=== Section Start ===

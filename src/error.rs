//! Error types for ragcheck operations.
//!
//! This module defines [`RagcheckError`], the primary error type, and a
//! [`Result`] type alias for convenience.
//!
//! # Error Handling Strategy
//!
//! Every check converts its own faults into a failing
//! [`CheckResult`](crate::report::CheckResult) at its boundary, so errors of
//! this type never reach the runner. They surface only inside the probe
//! helpers (interpreter interrogation, report serialization).

use thiserror::Error;

/// Core error type for ragcheck operations.
#[derive(Debug, Error)]
pub enum RagcheckError {
    /// An interpreter probe command could not be executed or produced no
    /// usable output.
    #[error("Interpreter probe failed: {message}")]
    InterpreterProbe { message: String },

    /// The interpreter reported a version string that did not parse.
    #[error("Unparseable version string: {raw:?}")]
    VersionParse { raw: String },

    /// Report serialization failed.
    #[error("Failed to serialize report: {0}")]
    Serialize(#[from] serde_json::Error),
}

/// Result type alias for ragcheck operations.
pub type Result<T> = std::result::Result<T, RagcheckError>;
//! Interpreter runtime check.
//!
//! Verifies that the environment's Python interpreter meets the minimum the
//! LangChain stack supports.

use crate::python::{Interpreter, PythonVersion};
use crate::report::CheckResult;

/// Minimum supported interpreter version (major, minor).
const MIN_SUPPORTED: (u32, u32) = (3, 9);

/// Name this check reports under.
const CHECK_NAME: &str = "python";

/// Check the ambient interpreter's version.
pub fn check_python(interpreter: &Interpreter) -> CheckResult {
    match interpreter.version() {
        Ok(version) => evaluate(version),
        Err(err) => CheckResult::error(CHECK_NAME, err.to_string()),
    }
}

/// Evaluate a detected version against the minimum. Pure comparison; the
/// details string always names the detected version and appends a
/// remediation note when below minimum.
pub(crate) fn evaluate(version: PythonVersion) -> CheckResult {
    let ok = (version.major, version.minor) >= MIN_SUPPORTED;
    let mut details = format!("Python {} detected", version);
    if !ok {
        details.push_str(&format!(
            " (requires >= {}.{})",
            MIN_SUPPORTED.0, MIN_SUPPORTED.1
        ));
    }
    CheckResult::from_flag(CHECK_NAME, ok, details)
}
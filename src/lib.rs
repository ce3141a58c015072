//! Ragcheck - Environment health checks for local RAG development stacks.
//!
//! Ragcheck verifies that a machine is ready for local retrieval-augmented
//! generation work: a recent Python interpreter, the LangChain packages, a
//! reachable Ollama CLI or server, and a working SQLite. It runs a fixed
//! sequence of independent probes and prints one JSON report to stdout.
//!
//! # Modules
//!
//! - [`checks`] - The individual diagnostic probes
//! - [`cli`] - Command-line interface and argument parsing
//! - [`error`] - Error types and result aliases
//! - [`exec`] - External command execution with deadlines
//! - [`python`] - Probing the ambient Python interpreter
//! - [`report`] - Check results and the aggregate report
//! - [`runner`] - Sequential check execution
//!
//! # Example
//!
//! ```
//! use ragcheck::report::{CheckResult, Report};
//!
//! let report = Report {
//!     results: vec![CheckResult::ok("sqlite", "In-memory DB create/insert/select OK")],
//! };
//! assert!(report.to_json().unwrap().contains("\"status\": \"ok\""));
//! ```

pub mod checks;
pub mod cli;
pub mod error;
pub mod exec;
pub mod python;
pub mod report;
pub mod runner;

pub use error::{RagcheckError, Result};
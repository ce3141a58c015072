//! Ollama service probe.
//!
//! Two-phase strategy: try the CLI with each version argument variant, then
//! fall back to the local HTTP API. The fallback is reached only when every
//! variant was skipped because the tool did not recognize it; a missing
//! binary or a genuine failure ends the probe immediately.

use std::time::Duration;

use crate::exec::{self, Outcome};
use crate::report::CheckResult;

/// The model-serving tool probed for.
const TOOL: &str = "ollama";

/// Argument variants tried in order. Older releases accept `--version`,
/// some builds only accept the `version` subcommand.
const VERSION_VARIANTS: &[&[&str]] = &[&["--version"], &["version"]];

/// Base URL of the local Ollama server.
const DEFAULT_BASE_URL: &str = "http://localhost:11434";

/// Version endpoint on the Ollama API.
const VERSION_ENDPOINT: &str = "/api/version";

/// Timeout for each CLI attempt and for the HTTP probe.
const PROBE_TIMEOUT: Duration = Duration::from_secs(5);

/// Probe the local Ollama installation.
pub fn check_ollama() -> CheckResult {
    probe_service(TOOL, DEFAULT_BASE_URL, PROBE_TIMEOUT)
}

/// CLI-then-HTTP probe against a specific binary and server base URL.
pub(crate) fn probe_service(binary: &str, base_url: &str, timeout: Duration) -> CheckResult {
    for variant in VERSION_VARIANTS {
        match exec::run(binary, variant, timeout) {
            Outcome::Completed(out) if out.success() => {
                let captured = if !out.stdout.trim().is_empty() {
                    out.stdout.trim().to_string()
                } else if !out.stderr.trim().is_empty() {
                    out.stderr.trim().to_string()
                } else {
                    format!("{} {} OK", TOOL, variant.join(" "))
                };
                return CheckResult::ok("ollama_cli", captured);
            }
            Outcome::Completed(out) => {
                // An unrecognized flag/subcommand says nothing about whether
                // the tool works; move on to the next variant.
                let stderr = out.stderr.trim().to_lowercase();
                if stderr.contains("unknown command") || stderr.contains("unknown flag") {
                    continue;
                }
                let code = out
                    .code
                    .map_or_else(|| "none".to_string(), |c| c.to_string());
                return CheckResult::error(
                    "ollama_cli",
                    format!("Exit code {}: {}", code, out.stderr.trim()),
                );
            }
            Outcome::NotFound => {
                return CheckResult::error("ollama_cli", format!("{} CLI not found on PATH", TOOL));
            }
            Outcome::TimedOut => {
                return CheckResult::error(
                    "ollama_cli",
                    format!("Command timed out after {}s", timeout.as_secs()),
                );
            }
            Outcome::Failed(err) => {
                return CheckResult::error("ollama_cli", format!("Command error: {}", err));
            }
        }
    }

    // Every variant was unrecognized; ask the server directly.
    probe_http(base_url, timeout)
}

/// GET the version endpoint of a running Ollama server.
fn probe_http(base_url: &str, timeout: Duration) -> CheckResult {
    let url = format!("{}{}", base_url, VERSION_ENDPOINT);
    tracing::debug!("Falling back to HTTP probe: {}", url);

    let client = match reqwest::blocking::Client::builder().timeout(timeout).build() {
        Ok(client) => client,
        Err(err) => {
            return CheckResult::error("ollama_http", format!("HTTP probe error: {}", err));
        }
    };

    match client.get(&url).send() {
        Ok(response) => {
            let status = response.status();
            if status.is_success() {
                let body = response.text().unwrap_or_default();
                let body = body.trim();
                CheckResult::ok(
                    "ollama_http",
                    format!(
                        "HTTP {} {} @ {}: {}",
                        status.as_u16(),
                        status.canonical_reason().unwrap_or(""),
                        VERSION_ENDPOINT,
                        if body.is_empty() { "OK" } else { body },
                    ),
                )
            } else {
                CheckResult::error(
                    "ollama_http",
                    format!(
                        "HTTP error @ {}: {} {}",
                        VERSION_ENDPOINT,
                        status.as_u16(),
                        status.canonical_reason().unwrap_or(""),
                    ),
                )
            }
        }
        Err(err) => CheckResult::error(
            "ollama_http",
            format!("HTTP connection error to {}: {}", base_url, err),
        ),
    }
}

#[cfg(test)]
mod tests {
    use super::*;
    use httpmock::prelude::*;
    use std::fs;
    use std::path::Path;
    use tempfile::TempDir;

    fn create_fake_tool(path: &Path, body: &str) {
        if let Some(parent) = path.parent() {
            fs::create_dir_all(parent).unwrap();
        }
        fs::write(path, format!("#!/bin/sh\n{}\n", body)).unwrap();
        #[cfg(unix)]
        {
            use std::os::unix::fs::PermissionsExt;
            fs::set_permissions(path, fs::Permissions::from_mode(0o755)).unwrap();
        }
    }

    #[cfg(unix)]
    #[test]
    fn cli_success_reports_stdout() {
        let temp = TempDir::new().unwrap();
        let bin = temp.path().join("ollama");
        create_fake_tool(&bin, "echo v0.1.0");

        let result = probe_service(&bin.to_string_lossy(), DEFAULT_BASE_URL, PROBE_TIMEOUT);
        assert!(result.is_ok());
        assert_eq!(result.name, "ollama_cli");
        assert_eq!(result.details, "v0.1.0");
    }

    #[cfg(unix)]
    #[test]
    fn cli_success_with_silent_stdout_uses_stderr() {
        let temp = TempDir::new().unwrap();
        let bin = temp.path().join("ollama");
        create_fake_tool(&bin, "echo 'ollama version is 0.5.1' >&2");

        let result = probe_service(&bin.to_string_lossy(), DEFAULT_BASE_URL, PROBE_TIMEOUT);
        assert!(result.is_ok());
        assert_eq!(result.details, "ollama version is 0.5.1");
    }

    #[test]
    fn missing_binary_reports_not_found() {
        let result = probe_service(
            "this-ollama-does-not-exist-12345",
            DEFAULT_BASE_URL,
            PROBE_TIMEOUT,
        );
        assert!(!result.is_ok());
        assert_eq!(result.name, "ollama_cli");
        assert!(result.details.contains("not found"));
    }

    #[cfg(unix)]
    #[test]
    fn genuine_failure_stops_without_http_fallback() {
        let temp = TempDir::new().unwrap();
        let bin = temp.path().join("ollama");
        create_fake_tool(&bin, "echo 'daemon unreachable' >&2\nexit 7");

        // Unroutable base URL: reaching the fallback would fail loudly.
        let result = probe_service(&bin.to_string_lossy(), "http://127.0.0.1:1", PROBE_TIMEOUT);
        assert!(!result.is_ok());
        assert_eq!(result.name, "ollama_cli");
        assert!(result.details.contains("Exit code 7"));
        assert!(result.details.contains("daemon unreachable"));
    }

    #[cfg(unix)]
    #[test]
    fn unrecognized_variants_fall_back_to_http_success() {
        let temp = TempDir::new().unwrap();
        let bin = temp.path().join("ollama");
        create_fake_tool(&bin, "echo \"Error: unknown flag: $1\" >&2\nexit 1");

        let server = MockServer::start();
        let mock = server.mock(|when, then| {
            when.method(GET).path("/api/version");
            then.status(200).body("{\"version\":\"0.5.1\"}");
        });

        let result = probe_service(&bin.to_string_lossy(), &server.base_url(), PROBE_TIMEOUT);
        mock.assert();
        assert!(result.is_ok());
        assert_eq!(result.name, "ollama_http");
        assert!(result.details.contains("HTTP 200"));
        assert!(result.details.contains("0.5.1"));
    }

    #[cfg(unix)]
    #[test]
    fn http_fallback_reports_server_errors() {
        let temp = TempDir::new().unwrap();
        let bin = temp.path().join("ollama");
        create_fake_tool(&bin, "echo 'unknown command' >&2\nexit 1");

        let server = MockServer::start();
        server.mock(|when, then| {
            when.method(GET).path("/api/version");
            then.status(500);
        });

        let result = probe_service(&bin.to_string_lossy(), &server.base_url(), PROBE_TIMEOUT);
        assert!(!result.is_ok());
        assert_eq!(result.name, "ollama_http");
        assert!(result.details.contains("500"));
    }

    #[cfg(unix)]
    #[test]
    fn http_fallback_reports_connection_failure() {
        let temp = TempDir::new().unwrap();
        let bin = temp.path().join("ollama");
        create_fake_tool(&bin, "echo 'unknown command' >&2\nexit 1");

        // Nothing listens here; connection is refused immediately.
        let result = probe_service(
            &bin.to_string_lossy(),
            "http://127.0.0.1:9",
            PROBE_TIMEOUT,
        );
        assert!(!result.is_ok());
        assert_eq!(result.name, "ollama_http");
        assert!(result.details.contains("HTTP connection error"));
    }

    #[cfg(unix)]
    #[test]
    fn second_variant_succeeds_after_first_is_unrecognized() {
        let temp = TempDir::new().unwrap();
        let bin = temp.path().join("ollama");
        create_fake_tool(
            &bin,
            "if [ \"$1\" = \"--version\" ]; then\n\
             echo 'Error: unknown flag: --version' >&2\n\
             exit 1\n\
             fi\n\
             echo 'ollama version is 0.3.6'",
        );

        let result = probe_service(&bin.to_string_lossy(), DEFAULT_BASE_URL, PROBE_TIMEOUT);
        assert!(result.is_ok());
        assert_eq!(result.name, "ollama_cli");
        assert_eq!(result.details, "ollama version is 0.3.6");
    }

    #[cfg(unix)]
    #[test]
    fn hung_tool_reports_timeout() {
        let temp = TempDir::new().unwrap();
        let bin = temp.path().join("ollama");
        create_fake_tool(&bin, "sleep 30");

        let result = probe_service(
            &bin.to_string_lossy(),
            DEFAULT_BASE_URL,
            Duration::from_millis(200),
        );
        assert!(!result.is_ok());
        assert_eq!(result.name, "ollama_cli");
        assert!(result.details.contains("timed out"));
    }
}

=== Section End ===

▸ **Goal of the exercise**: If a line above holds the string "then", copy it out.

▸ **Answer to the exercise**:
//! Two-phase strategy: try the CLI with each version argument variant, then
/// CLI-then-HTTP probe against a specific binary and server base URL.
        let mock = server.mock(|when, then| {
            then.status(200).body("{\"version\":\"0.5.1\"}");
        server.mock(|when, then| {
            then.status(500);
            "if [ \"$1\" = \"--version\" ]; then\n\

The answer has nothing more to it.